Deiulemar Shipping SpA and Deiulemar Compagnia di Navigazione SpA (“Deiulemars”) concluded forward freight agreements (“FFAs”) with Transfield ER Futures Ltd (“TFL”) on the standard FFABA 2007 Terms, incorporating a 1992 ISDA Master Agreement (without Schedule), as modified and supplemented by the FFABA Terms. TFL designated an Early Termination Date of 5 July 2010 based on Deiulemars’ failures to pay Settlement Sums in favour of TFL for the May 2010 Contract Month. Deiulemars disputed the validity of TFL’s action, and claimed to be entitled to restitution of sums paid to TFL for the January-April 2010 Contract Months. TFL counterclaimed Early Termination Amounts of c.US$42m in aggregate, and sought summary judgment on those counterclaims and dismissing Deiulemars’ claims. Summary judgment as sought was granted by the Commercial Court (Mr Colin Edelman Q.C., sitting as a Deputy Judge of the Court,  EWHC 928 (Comm)). The judge refused permission to appeal.
There were two issues: (i) whether Deiulemars had any real prospect of establishing that TFL was affected by a Bankruptcy Event of Default in May/June 2010 (if TFL was so affected, then Deiulemars were entitled not to pay the May 2010 Settlement Sums); (ii) whether Transfield Shipping Inc (“TSI”) was a Credit Support Provider under the ISDA Master Agreement.

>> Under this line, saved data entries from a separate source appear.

use std::fs;
use std::path::{Path, PathBuf};
use std::str::FromStr;

use anyhow::Context as _;

/// The contents of `Sampler.toml`: the animation to work on and its named motions.
#[derive(Debug, Clone, Default, serde::Serialize, serde::Deserialize)]
pub struct Config {
    input: PathBuf,

    #[serde(rename = "motion", default = "Vec::new")]
    keyframes: Vec<Keyframe>,
}

impl FromStr for Config {
    type Err = anyhow::Error;

    fn from_str(s: &str) -> Result<Self, Self::Err> {
        toml::from_str(s).context("failed to parse configuration")
    }
}

impl Config {
    pub fn new(input: PathBuf, keyframes: Vec<Keyframe>) -> Self {
        Self { input, keyframes }
    }

    pub fn from_file(path: &Path) -> anyhow::Result<Self> {
        let contents = fs::read_to_string(path).context("failed to read configuration file")?;
        contents.parse()
    }

    pub fn to_toml(&self) -> anyhow::Result<String> {
        toml::to_string_pretty(self).context("failed to serialize configuration")
    }

    /// Path to the GIF, relative to the directory holding `Sampler.toml`.
    pub fn input(&self) -> &Path {
        &self.input
    }

    /// `(start frame, motion name)` pairs.
    pub fn keyframes(&self) -> impl Iterator<Item = (usize, &str)> {
        self.keyframes
            .iter()
            .map(|keyframe| (keyframe.start, keyframe.name.as_str()))
    }
}

/// The first frame of a named motion.
#[derive(Debug, Clone, Default, serde::Serialize, serde::Deserialize)]
pub struct Keyframe {
    name: String,
    start: usize,
}

impl Keyframe {
    pub fn new(name: String, start: usize) -> Self {
        Self { name, start }
    }
}

#[cfg(test)]
mod tests {
    use super::*;

    #[test]
    fn parse_motions() {
        let config = r#"
            input = "hero.gif"

            [[motion]]
            name = "idle"
            start = 0

            [[motion]]
            name = "walk"
            start = 4
        "#
        .parse::<Config>()
        .expect("expected hardcoded configuration to be valid");

        assert_eq!(config.input(), Path::new("hero.gif"));
        assert_eq!(
            config.keyframes().collect::<Vec<_>>(),
            [(0, "idle"), (4, "walk")]
        );
    }

    #[test]
    fn motions_are_optional() {
        let config = "input = \"hero.gif\""
            .parse::<Config>()
            .expect("expected hardcoded configuration to be valid");
        assert_eq!(config.keyframes().count(), 0);
    }

    #[test]
    fn serialize_round_trip() {
        let config = Config::new(
            PathBuf::from("hero.gif"),
            vec![Keyframe::new("default".to_owned(), 0)],
        );
        let contents = config.to_toml().expect("expected configuration to serialize");
        let parsed = contents
            .parse::<Config>()
            .expect("expected serialized configuration to parse");

        assert_eq!(parsed.input(), config.input());
        assert_eq!(parsed.keyframes().collect::<Vec<_>>(), [(0, "default")]);
    }
}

Deiulemars’ case under (i) was that TFL had “become [balance-sheet] insolvent” within Section 5(a)(vii)(2) of the ISDA Master. The allegation was that TFL had a liability to Pioneer Freight Futures Co Ltd (“PFF”) of c.US$8m, following Automatic Early Termination of FFAs between TFL and PFF when liquidators were appointed over PFF. It was said that amount should have been recognised in full in TFL’s accounts and that if it had been, there would have been an excess of liabilities over assets in May/June 2010. The judge held that under Section 5(a)(vii)(2) of the ISDA Master Agreement, a company was only to be regarded as having “become insolvent” when it had reached the point of no return because of an incurable deficiency in its assets. TFL’s alleged liability to PFF was disputed at the time on reasonable grounds and fell to be regarded as a contingent liability when assessing whether there was any real prospect of showing that TFL’s finances had reached the point of no return. The judge concluded on the facts that it was fanciful to propose that TFL had reached that point.
Point (ii) above arose because TSI was identified in the Confirmations for (most of) the FFAs as guarantor of TFL and Deiulemars argued that this should be interpreted to mean that it was a Credit Support Provider as defined in the ISDA Master Agreement. The judge held that the status of Credit Support Provider under the ISDA Master Agreement had to be specified by the parties to be applicable; to read references to TSI having guaranteed TFL as specifying that TSI was a Credit Support Provider would be to make for the parties a bargain which they could sensibly have made but did not make.
Andrew W Baker Q.C. was leading Counsel for TFL (appearing with Siddarth Dhar, instructed by DLA Piper LLP).